Man analysierte also die von staatlichen Vorgaben weitgehend unabhängigen finnischen Schulen,
die so Wundersames vollbracht hatten. In denen es angeblich so gerecht,
heimelig und egalitär zugeht. Wo Lehrer nicht vorn referieren und die
Schüler protokollieren. Sondern wo Pädagogen sich als Organisatoren von
Gruppenarbeit verstehen, die Schüler anregen, von anderen Schülern, zu
lernen und wenig Hausaufgaben vergeben.
Der Absturz
Die
schöne neue Schulwelt wurde bewundert und kopiert, weil sie dem
Zeitgeist entsprach und erfolgreich schien. Doch sie ist offenbar ein
Trugbild. Das finnische Wunder ist nicht von Dauer. Vieles deutet darauf
hin, dass die Ursachen, die zu dem Wunder führten, ganz andere waren,
als die, von denen seit über einem Jahrzehnt die Rede ist.
«Vergleicht
man die Pisa-Ergebnisse Finnlands der Jahre 2003 und 2012, sieht man,
dass das Land 25 Punkte eingebüsst hat. Das entspricht dem Lernerfolg
eines ganzen Schuljahrs», sagt Christine Sälzer, nationale
Pisa-Koordinatorin von der TU München. In Mathematik liegt Finnland zwar
noch immer über dem OECD-Durchschnitt, die Fallhöhe ist jedoch
bemerkenswert. Gabriel Heller Sahlgren von der London School of
Economics hat den Niedergang des finnischen Bildungswunders untersucht.

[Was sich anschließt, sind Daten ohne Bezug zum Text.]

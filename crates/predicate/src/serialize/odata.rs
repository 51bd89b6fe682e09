use log::debug;

use crate::ast::{BinaryOperator, Predicate};
use crate::error::SerializeError;
use crate::functions::Function;
use crate::schema::PropertyPath;
use crate::serialize::{Dialect, LogicalKeyword, format_literal, serialize};
use crate::value::Value;

/// The OData-flavored filter dialect that [`FilterParser`](crate::FilterParser) reads.
#[derive(Debug, Clone, Copy, Default)]
pub struct OData;

impl Dialect for OData {
    fn keyword(&self, op: LogicalKeyword) -> &'static str {
        match op {
            LogicalKeyword::And => "and",
            LogicalKeyword::Or => "or",
            LogicalKeyword::Not => "not",
        }
    }

    fn comparison(&self, op: BinaryOperator) -> &'static str {
        op.keyword()
    }

    fn arithmetic(&self, op: BinaryOperator, left: &str, right: &str) -> String {
        format!("{left} {} {right}", op.keyword())
    }

    fn literal(&self, value: &Value) -> Result<String, SerializeError> {
        match value {
            Value::Decimal(number) => Ok(format!("{number}M")),
            other => format_literal(other, ("true", "false")),
        }
    }

    fn property(&self, path: &PropertyPath) -> Result<String, SerializeError> {
        Ok(path.join("/"))
    }

    fn call(
        &self,
        function: Function,
        args: &[String],
        in_comparison: bool,
    ) -> Result<String, SerializeError> {
        let call = format!("{}({})", function.name(), args.join(", "));
        if function.is_string_match() && !in_comparison {
            Ok(format!("{call} eq true"))
        } else {
            Ok(call)
        }
    }
}

/// Renders a predicate as OData filter text.
pub fn to_odata(predicate: &Predicate) -> Result<String, SerializeError> {
    let text = serialize(&OData, predicate)?;
    debug!("serialized predicate to OData filter '{text}'");
    Ok(text)
}

#[cfg(test)]
mod tests {
    use super::*;
    use crate::schema::ValueType;

    fn prop(name: &str, ty: ValueType) -> Predicate {
        Predicate::property(PropertyPath::new([name]), ty)
    }

    #[test]
    fn bare_string_match_gets_a_comparison() -> anyhow::Result<()> {
        let call = Predicate::call(
            Function::EndsWith,
            vec![prop("Name", ValueType::String), Predicate::constant("z")],
        )?;
        assert_eq!(to_odata(&call)?, "endswith(Name, 'z') eq true");
        Ok(())
    }

    #[test]
    fn other_functions_use_call_syntax() -> anyhow::Result<()> {
        let call = Predicate::call(Function::ToLower, vec![prop("Name", ValueType::String)])?;
        let node = Predicate::binary(BinaryOperator::Eq, call, Predicate::constant("abc"))?;
        assert_eq!(to_odata(&node)?, "tolower(Name) eq 'abc'");
        Ok(())
    }
    #[test]
    fn decimals_carry_their_suffix() -> anyhow::Result<()> {
        let node = Predicate::binary(
            BinaryOperator::Ge,
            prop("Price", ValueType::Decimal),
            Predicate::constant(rust_decimal::Decimal::new(1050, 2)),
        )?;
        assert_eq!(to_odata(&node)?, "Price ge 10.50M");
        Ok(())
    }
}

Im April veröffentlichte er seine Erkenntnisse beim Centre for Policy
Studies.
Sahlgren zeigt, dass das finnische Schulsystem
zum Zeitpunkt seines grossen Pisa-Erfolgs von Früchten zehrte, die lange
zuvor unter ganz anderen Bedingungen gesät worden waren. Die Wahrheit
ist, dass das System des «Lehrkoordinators» erst in den 90er-Jahren
eingeführt wurde. Bis dahin war der Frontalunterricht mit einer starken
autoritären Stellung des Lehrers das massgebliche Prinzip. «Historisch
waren finnische Schulen vergleichsweise hierarchisch aufgebaute
Institutionen, die eine Kultur des Gehorsams und der Autorität
reflektierten, die in der finnischen Gesellschaft viel länger
massgeblich war als in anderen nordeuropäischen Ländern», schreibt
Sahlgren.
Hohe Anerkennung
Finnlands Lehrer
geniessen in Umfragen noch heute enorme Anerkennung in der Bevölkerung.

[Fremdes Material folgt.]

//! Building queries from host lambdas.

use std::sync::Arc;

use url::Url;

use crate::ast::Predicate;
use crate::compose::and_merge;
use crate::error::{ComposeError, LowerError, QueryError};
use crate::expr::Lambda;
use crate::query::QueryOptions;
use crate::schema::TypeSchema;
use crate::serialize::{to_odata, to_sql92};

/// A query over records of one schema, built from host lambdas.
///
/// Each call to [`filter`](FilterQuery::filter) narrows the query further.
#[derive(Debug, Clone)]
pub struct FilterQuery {
    schema: Arc<TypeSchema>,
    filter: Option<Lambda>,
    skip: usize,
    top: usize,
}

impl FilterQuery {
    pub fn new(schema: Arc<TypeSchema>) -> Self {
        Self {
            schema,
            filter: None,
            skip: 0,
            top: 0,
        }
    }

    /// Adds a predicate, combined with any existing one using `&&`.
    pub fn filter(mut self, predicate: Lambda) -> Result<Self, QueryError> {
        self.filter = Some(match self.filter.take() {
            Some(existing) => and_merge(&existing, &predicate)?,
            None => single_parameter(predicate)?,
        });
        Ok(self)
    }

    /// Skips the first `count` records.
    pub fn skip(mut self, count: usize) -> Self {
        self.skip = count;
        self
    }

    /// Keeps at most `count` records. Zero means no limit.
    pub fn take(mut self, count: usize) -> Self {
        self.top = count;
        self
    }

    pub fn lambda(&self) -> Option<&Lambda> {
        self.filter.as_ref()
    }

    /// Lowers the combined filter against the schema.
    pub fn predicate(&self) -> Result<Option<Predicate>, LowerError> {
        self.filter
            .as_ref()
            .map(|lambda| lambda.to_predicate(&self.schema))
            .transpose()
    }

    /// The filter as OData text. A query without a filter renders as empty text.
    pub fn to_odata(&self) -> Result<String, QueryError> {
        match self.predicate()? {
            Some(predicate) => Ok(to_odata(&predicate)?),
            None => Ok(String::new()),
        }
    }

    /// The filter as a SQL-92 `WHERE` condition.
    pub fn to_sql92(&self) -> Result<String, QueryError> {
        match self.predicate()? {
            Some(predicate) => Ok(to_sql92(&predicate)?),
            None => Ok(String::new()),
        }
    }

    pub fn to_options(&self) -> Result<QueryOptions, QueryError> {
        let filter = self.to_odata()?;
        Ok(QueryOptions {
            filter: (!filter.trim().is_empty()).then_some(filter),
            skip: (self.skip > 0).then_some(self.skip),
            top: (self.top > 0).then_some(self.top),
            ..Default::default()
        })
    }

    /// Renders the query as it goes on the wire, e.g. `?$filter=Id eq 1&$top=5`.
    ///
    /// Values are not percent-encoded; use [`to_uri`](FilterQuery::to_uri) for a usable URI.
    pub fn to_query_string(&self) -> Result<String, QueryError> {
        let parts = self.to_options()?.parts();
        if parts.is_empty() {
            return Ok(String::new());
        }
        let joined: Vec<String> = parts
            .into_iter()
            .map(|(key, value)| format!("{key}={value}"))
            .collect();
        Ok(format!("?{}", joined.join("&")))
    }

    pub fn to_uri(&self, base: &Url) -> Result<Url, QueryError> {
        Ok(self.to_options()?.to_uri(base))
    }
}

/// Checks that a lone lambda is a predicate over one parameter.
fn single_parameter(predicate: Lambda) -> Result<Lambda, ComposeError> {
    match predicate.params().len() {
        1 => Ok(predicate),
        n => Err(ComposeError::NotAPredicate(n)),
    }
}

#[cfg(test)]
mod tests {
    use super::*;
    use crate::expr::{Expr, Param};
    use crate::schema::ValueType;

    fn schema() -> Arc<TypeSchema> {
        Arc::new(TypeSchema::new("Message").with_field("MessageId", ValueType::Int32))
    }

    #[test]
    fn chained_filters_are_merged() -> anyhow::Result<()> {
        let x = Param::new("x");
        let y = Param::new("y");
        let query = FilterQuery::new(schema())
            .filter(Lambda::unary(
                x.clone(),
                Expr::param(&x).member("MessageId").gt(Expr::constant(1)),
            ))?
            .filter(Lambda::unary(
                y.clone(),
                Expr::param(&y).member("MessageId").lt(Expr::constant(5)),
            ))?;
        assert_eq!(query.to_odata()?, "(MessageId gt 1) and (MessageId lt 5)");
        assert_eq!(query.to_sql92()?, "(MessageId > 1) AND (MessageId < 5)");
        Ok(())
    }

    #[test]
    fn paging_without_a_filter() -> anyhow::Result<()> {
        let query = FilterQuery::new(schema()).skip(5).take(5);
        assert_eq!(query.to_query_string()?, "?$skip=5&$top=5");
        assert_eq!(FilterQuery::new(schema()).to_query_string()?, "");
        Ok(())
    }
}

Das liegt auch daran, dass nur die Besten eines Jahrgangs Lehrer werden
dürfen. Gleichzeitig zeigen Studien vergangener Jahrzehnte, dass diese
Anerkennung nichts mit Sympathie für die Pädagogen zu tun hat. Viele
Schüler beschreiben ihre Lehrer bis weit in die 90er-Jahre hinein als
unnahbar und wenig empathisch. Anfang 2007 – mitten in Finnlands
Pisa-Hochphase – berichtete ein Unicef-Report, dass in keinem anderen
Land Kinder weniger gern zur Schule gehen. Damals hatte man dafür keine
Erklärung. Denn es konterkarierte das vorherrschende Bild.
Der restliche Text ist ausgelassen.